> **Exercise**: Word for word, set down the entries that follow.
--------------------------------------------------
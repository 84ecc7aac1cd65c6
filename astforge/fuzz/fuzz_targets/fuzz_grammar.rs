//! Grammar-based fuzz target for the generator.
//!
//! Uses structured program generators to produce statements of the default
//! grammar, so most inputs reach the expression builders instead of failing
//! on the first token.

#![no_main]

use libfuzzer_sys::fuzz_target;
use astforge::{Grammar, IdentifierRegister, Parser, TokenReader, VariableIdAllocator};
use astforge_fuzz::FuzzProgram;

const GRAMMAR: &str = include_str!("../../grammars/default.yaml");

fuzz_target!(|program: FuzzProgram| {
    // Convert the structured program to source code
    let source = program.to_source();

    let Ok(grammar) = Grammar::from_yaml_str(GRAMMAR) else {
        return;
    };
    let mut parser = Parser::new(grammar);
    parser.set_pure_run();

    let Ok(mut reader) = TokenReader::from_source(&source) else {
        return;
    };
    let mut register = IdentifierRegister::new();
    let mut allocator = VariableIdAllocator::new();

    // Generated programs may reference names before assigning them; those
    // must come back as errors, never as panics.
    if let Ok(instructions) = parser.parse_all(&mut reader, &mut register, &mut allocator, 32) {
        assert!(instructions.iter().all(|i| !i.is_corrupted()));
        assert_eq!(allocator.allocated(), register.len() as u64);
    }
});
--------------------------------------------------
> **Solved problem**:
repository 84ecc7aac1cd65c6
filename astforge/fuzz/fuzz_targets/fuzz_grammar.rs
//! Grammar-based fuzz target for the generator.
//!
//! Uses structured program generators to produce statements of the default
//! grammar, so most inputs reach the expression builders instead of failing
//! on the first token.

#![no_main]

use libfuzzer_sys::fuzz_target;
use astforge::{Grammar, IdentifierRegister, Parser, TokenReader, VariableIdAllocator};
use astforge_fuzz::FuzzProgram;

const GRAMMAR: &str = include_str!("../../grammars/default.yaml");

fuzz_target!(|program: FuzzProgram| {
    // Convert the structured program to source code
    let source = program.to_source();

    let Ok(grammar) = Grammar::from_yaml_str(GRAMMAR) else {
        return;
    };
    let mut parser = Parser::new(grammar);
    parser.set_pure_run();

    let Ok(mut reader) = TokenReader::from_source(&source) else {
        return;
    };
    let mut register = IdentifierRegister::new();
    let mut allocator = VariableIdAllocator::new();

    // Generated programs may reference names before assigning them; those
    // must come back as errors, never as panics.
    if let Ok(instructions) = parser.parse_all(&mut reader, &mut register, &mut allocator, 32) {
        assert!(instructions.iter().all(|i| !i.is_corrupted()));
        assert_eq!(allocator.allocated(), register.len() as u64);
    }
});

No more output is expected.